A bibliographic search was carried out on the main databases: DARE, NHS EED, on Internet general search engines, in health technology evaluation agencies and health sponsors. Priority was given to the inclusion of systematic reviews (SRs); controlled, randomized clinical trials (RCTs); health technology assessments (HTAs), economic evaluations (EEs), clinical practice guidelines (CPGs) and coverage policies of other health systems.

RESULTS:

The following report includes one SR, two RCTs along with a case series published at a later date, six CPGs, six EEs and one coverage policy from health sponsors.

CONCLUSIONS:

The evidence found was of moderate methodological quality. There is inconsistency on the efficacy of RDN for the treatment of RAHT. Most recent studies with better methodological quality report the lack of significant effect of RDN on BP values at six months in subjects with RAHT when compared with medical treatment. The GCPs and the HTAs assessed, based their recommendations on the previous evidence and they are not updated.

INTRODUÇÃO:

A Hipertensão Arterial (HTA) tem uma carga global calculada em milhões de casos em todo o mundo; provocando anualmente 7,5 milhões de mortes (12,8% do total de mortes). Na Argentina a prevalência é de 34,8% nos maiores de 18 anos.

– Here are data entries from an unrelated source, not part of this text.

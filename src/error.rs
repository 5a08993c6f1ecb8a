//! Error types for tradeya-backfill

use thiserror::Error;

use crate::report::{CollectionReport, FailurePhase, ReputationReport};

/// Errors raised by a document store backend
#[derive(Error, Debug)]
pub enum StoreError {
    #[error("Document not found: {collection}/{id}")]
    NotFound { collection: String, id: String },

    #[error("Invalid collection name: {0}")]
    InvalidCollection(String),

    #[error("Database error: {0}")]
    Database(#[from] sled::Error),

    #[error("Serialization error: {0}")]
    Serialization(String),

    #[error("Transaction error: {0}")]
    Transaction(String),

    #[error("Store unavailable: {0}")]
    Unavailable(String),
}

/// Errors raised while deciding what to write for one document
#[derive(Error, Debug)]
pub enum TransformError {
    #[error("Malformed field '{field}': {reason}")]
    Malformed { field: String, reason: String },

    #[error("{0}")]
    Other(String),
}

#[derive(Error, Debug)]
pub enum BackfillError {
    #[error("Store initialization failed: {0}")]
    Init(String),

    #[error("Scan of collection '{collection}' failed: {source}")]
    Scan {
        collection: String,
        #[source]
        source: StoreError,
    },

    #[error("Document {collection}/{id} failed during {phase}: {message}")]
    Document {
        collection: String,
        id: String,
        phase: FailurePhase,
        message: String,
    },

    #[error("Run over '{collection}' aborted at document {id} ({phase}): {message}")]
    Aborted {
        collection: String,
        id: String,
        phase: FailurePhase,
        message: String,
        report: Box<CollectionReport>,
    },

    #[error("Reputation recompute over '{collection}' aborted at user {id}: {message}")]
    ReputationAborted {
        collection: String,
        id: String,
        message: String,
        report: Box<ReputationReport>,
    },

    #[error("Store error: {0}")]
    Store(#[from] StoreError),

    #[error("Transform error: {0}")]
    Transform(#[from] TransformError),

    #[error("Configuration error: {0}")]
    Config(String),

    #[error("Checkpoint error: {0}")]
    Checkpoint(String),

    #[error("Backup not found: {0}")]
    BackupNotFound(String),

    #[error("IO error: {0}")]
    Io(#[from] std::io::Error),

    #[error("JSON error: {0}")]
    Json(#[from] serde_json::Error),
}

impl BackfillError {
    /// Partial report carried by an aborted run
    pub fn partial_report(&self) -> Option<&CollectionReport> {
        match self {
            BackfillError::Aborted { report, .. } => Some(report),
            _ => None,
        }
    }

    /// Partial tally carried by an aborted reputation recompute
    pub fn partial_reputation_report(&self) -> Option<&ReputationReport> {
        match self {
            BackfillError::ReputationAborted { report, .. } => Some(report),
            _ => None,
        }
    }
}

Se define como HTA refratária (HTAR) ao fracasso no controle da pressão artéria (PA) depois da administração de ao menos 3 fármacos com diferentes mecanismos de ação, incluindo um diurético; estima-se que a HTAR atinge cerca de 10% da população de hipertensos. Para esse grupo de pacientes postula-se que a denervação simpática da artéria renal através da ablação endovascular por radiofrequência (DRAR) pode melhorar o controle da PA ao reduzir a hiperatividade adrenérgica.

TECNOLOGIA:

O papel da hiperatividade simpática é central no início, progressão e persistência da HTA. A DRAR é uma intervenção minimamente invasiva que consiste na introdução de um eletrodo, através de um cateter percutâneo endovascular, até as artérias renais pelos quais se administra corrente alternada de alta frequência para provocar necrose do tecido neural por coagulação.

OBJETIVO:

Avaliar a evidência disponível sobre a eficácia, segurança e aspectos relacionados às políticas de cobertura da denervação simpática renal através de ablação endovascular por radiofrequência para tratamento da hipertensão arterial refratária.

MÉTODOS:

Realizou-se uma busca nas principais bases de dados bibliográficos DARE, NHS EED, em buscadores genéricos de Internet, agências de avaliação de tecnologias sanitárias e financiadores de saúde. Priorizou-se a inclusão de revisões sistemáticas (RS), ensaios clínicos controlados aleatorizados (ECAs), avaliações de tecnologias sanitárias e econômicas (ETS/EE), guias de práticas clínica (GPC) e políticas de cobertura de outros sistemas de saúde.

RESULTADOS:

No presente informe incluíram-se uma RS, dois ECAS junto com uma série de casos publicados a posteriori, seis GPC, seis ETS e uma política de cobertura de financiadores de saúde.

CONCLUSÕES:

A evidência encontrada é de moderada qualidade metodológica, existindo inconsistência sobre a eficácia da DRAR no tratamento da HTAR. Os estudos mais recentes e de melhor qualidade metodológica reportam ausência de efeito significativo aos seis meses da DRAR sobre os valores de PA em sujeitos com HTAR comparada ao tratamento médico. As GPC e ATS relevadas baseiam suas recomendações na evidência prévia e não se encontram atualizadas.